-- Work required --
Use the entries below to count the lines that hold the word "page"; answer with the number only.

-- Materials provided --
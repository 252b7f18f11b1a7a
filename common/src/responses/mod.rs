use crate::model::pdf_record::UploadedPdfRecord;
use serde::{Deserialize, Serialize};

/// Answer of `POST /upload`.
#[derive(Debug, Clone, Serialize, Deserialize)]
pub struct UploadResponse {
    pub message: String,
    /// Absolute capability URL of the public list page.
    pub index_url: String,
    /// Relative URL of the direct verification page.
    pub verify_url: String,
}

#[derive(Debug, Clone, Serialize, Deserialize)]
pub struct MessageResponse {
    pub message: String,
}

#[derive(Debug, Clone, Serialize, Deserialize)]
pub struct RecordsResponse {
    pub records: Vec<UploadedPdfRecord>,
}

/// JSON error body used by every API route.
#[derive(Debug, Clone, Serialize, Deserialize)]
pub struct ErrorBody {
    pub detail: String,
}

==

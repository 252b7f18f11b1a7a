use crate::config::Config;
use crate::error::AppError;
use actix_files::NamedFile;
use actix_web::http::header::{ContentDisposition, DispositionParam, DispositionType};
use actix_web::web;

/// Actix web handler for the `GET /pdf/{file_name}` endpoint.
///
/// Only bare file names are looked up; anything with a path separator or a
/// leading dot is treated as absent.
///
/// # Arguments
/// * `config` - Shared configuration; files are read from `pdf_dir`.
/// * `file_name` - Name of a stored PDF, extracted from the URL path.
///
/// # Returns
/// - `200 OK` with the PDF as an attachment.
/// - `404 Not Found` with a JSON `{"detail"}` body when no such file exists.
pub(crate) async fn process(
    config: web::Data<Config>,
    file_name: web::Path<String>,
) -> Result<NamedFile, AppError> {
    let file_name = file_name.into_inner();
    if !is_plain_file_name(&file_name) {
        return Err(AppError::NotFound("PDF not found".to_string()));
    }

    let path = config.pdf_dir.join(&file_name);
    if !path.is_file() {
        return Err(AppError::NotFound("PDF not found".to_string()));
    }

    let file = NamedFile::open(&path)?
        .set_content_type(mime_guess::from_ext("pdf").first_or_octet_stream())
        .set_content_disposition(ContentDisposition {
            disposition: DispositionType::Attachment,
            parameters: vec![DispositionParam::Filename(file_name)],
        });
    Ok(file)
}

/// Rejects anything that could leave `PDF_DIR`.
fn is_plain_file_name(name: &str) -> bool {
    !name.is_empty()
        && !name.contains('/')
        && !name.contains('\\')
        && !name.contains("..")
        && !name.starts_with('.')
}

-- Exercise result --
2